GOAL OF THE EXERCISE —
If a line of the records contains the word "bool", list it.

RAW DATA —

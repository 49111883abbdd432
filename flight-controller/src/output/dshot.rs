use shared_definitions::actuator::DshotCommand;

use crate::{
    config::constants::{DSHOT_CMD_MOTOR_STOP, DSHOT_DISARM_PRIME_COUNT},
    shared_core_values::AtomicDshotCommand,
};

/// Queues a DShot command for the actuator task. Fails if one is already pending.
/// Commands are only sent while disarmed.
pub fn send_dshot_command(
    slot: &AtomicDshotCommand,
    cmd_id: u8,
    num_to_send: u8,
    channel_mask: u16,
) -> bool {
    slot.offer(
        DshotCommand::new()
            .with_cmd_id(cmd_id)
            .with_num_to_send(num_to_send)
            .with_channel_mask(channel_mask),
    )
}

/// Tracks the command currently being repeated on the DShot channels.
#[derive(Debug)]
pub struct DshotSequencer {
    current: DshotCommand,
}

impl Default for DshotSequencer {
    fn default() -> Self {
        Self::new()
    }
}

impl DshotSequencer {
    /// Starts out priming every channel with motor stop frames.
    pub fn new() -> Self {
        Self {
            current: DshotCommand::new()
                .with_cmd_id(DSHOT_CMD_MOTOR_STOP)
                .with_num_to_send(DSHOT_DISARM_PRIME_COUNT)
                .with_channel_mask(0xffff),
        }
    }

    pub fn is_busy(&self) -> bool {
        self.current.num_to_send() != 0
    }

    /// Starts `cmd_id` right away, bypassing the pending slot. Used for the arming burst.
    pub fn send_now(&mut self, cmd_id: u8, num_to_send: u8, channel_mask: u16) -> bool {
        if self.is_busy() {
            return false;
        }
        self.current = DshotCommand::new()
            .with_cmd_id(cmd_id)
            .with_num_to_send(num_to_send)
            .with_channel_mask(channel_mask);
        true
    }

    /// Command to put on the wire this frame, if any. A command in progress always finishes;
    /// a new one is only picked up from `pending` while disarmed.
    pub fn next_frame(&mut self, armed: bool, pending: &AtomicDshotCommand) -> Option<DshotCommand> {
        if self.is_busy() {
            return Some(self.consume_one());
        }
        if armed {
            return None;
        }

        self.current = pending.take()?;
        if self.is_busy() {
            Some(self.consume_one())
        } else {
            None
        }
    }

    fn consume_one(&mut self) -> DshotCommand {
        let remaining = self.current.num_to_send() - 1;
        self.current.set_num_to_send(remaining);
        self.current
    }
}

RESPONSE BELOW —
) -> bool {
    pub fn is_busy(&self) -> bool {
    pub fn send_now(&mut self, cmd_id: u8, num_to_send: u8, channel_mask: u16) -> bool {
    pub fn next_frame(&mut self, armed: bool, pending: &AtomicDshotCommand) -> Option<DshotCommand> {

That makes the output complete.